# [CLOSED] phpMyAdmin - unable to read your configuration file

## Nossie

Hi,

I'm having a hell of a time getting phpmyadmin installed on my system.

software version used:

apache-2.0.54-r31

mysql-4.1.14

phpmyadmin-2.6.4_p3

I'm not using vhosts, so phpmyadmin is installed in /var/www/localhost/htdocs/phpmyadmin/

The problem:

If I point my browser to http://192.168.1.1/phpmyadmin I should get the phpmyadmin interface/page. Wat I am seeing is the following message:

 *Quote:*   

> 
> 
> phpMyAdmin - Error
> 
> phpMyAdmin was unable to read your configuration file!
> ...

 

If I click the link to the config.inc.php I get a blank page.

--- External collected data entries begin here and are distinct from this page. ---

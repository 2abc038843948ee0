use anyhow::{Context, Result};
use std::fs::File;
use std::io::BufReader;
use std::path::Path;

/// Open `path` read-only, run `transform` over the stream and return what it
/// computes. The handle is dropped on every exit path, including an `Err` or
/// a panic out of `transform`.
pub fn load<T, F>(path: impl AsRef<Path>, transform: F) -> Result<T>
where
    F: FnOnce(&mut BufReader<File>) -> Result<T>,
{
    let path = path.as_ref();
    let file = File::open(path).with_context(|| format!("open {}", path.display()))?;
    let mut reader = BufReader::new(file);

    transform(&mut reader).with_context(|| format!("load {}", path.display()))
}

phpmyadmin should be able to parse the config.inc.php file, but it keeps giving me the error.

I noticed the problem after I upgraded mysql to version 4.1.14, it worked some time ago on the same box (I haven't used it for some time, so I don't know since when it is borked.)

If anyone has any idea what could be wrong, please let me know  :Smile: 

NossieLast edited by Nossie on Sun Nov 06, 2005 11:10 am; edited 1 time in total

----------

## nixnut

Moved from Portage & Programming to Networking & Security

Webserver stuff, therefore networking, thus moved here.

Make sure that the user that the apache server runs as (usually apache) has read access to the directory in which the phpmyadmin files are stored and to the files themselves of course.

----------

## Nossie

sorry, I thought I posted in Networking & Security   :Rolling Eyes: 

I have tried different access rights to the phpmyadmin dir, even apache:apache, chmod 0777 without success.

----------

## Nossie

I've made a test.php file with the following code:

```

<?php

$cfgfile_to_load = "config.inc.php";

$config_fd = fopen($cfgfile_to_load, 'r');

$result = fread($config_fd, filesize($cfgfile_to_load));

echo $result;

fclose($config_fd);

```

What you expect is to see if you open test.php is the content of the config.inc.php file.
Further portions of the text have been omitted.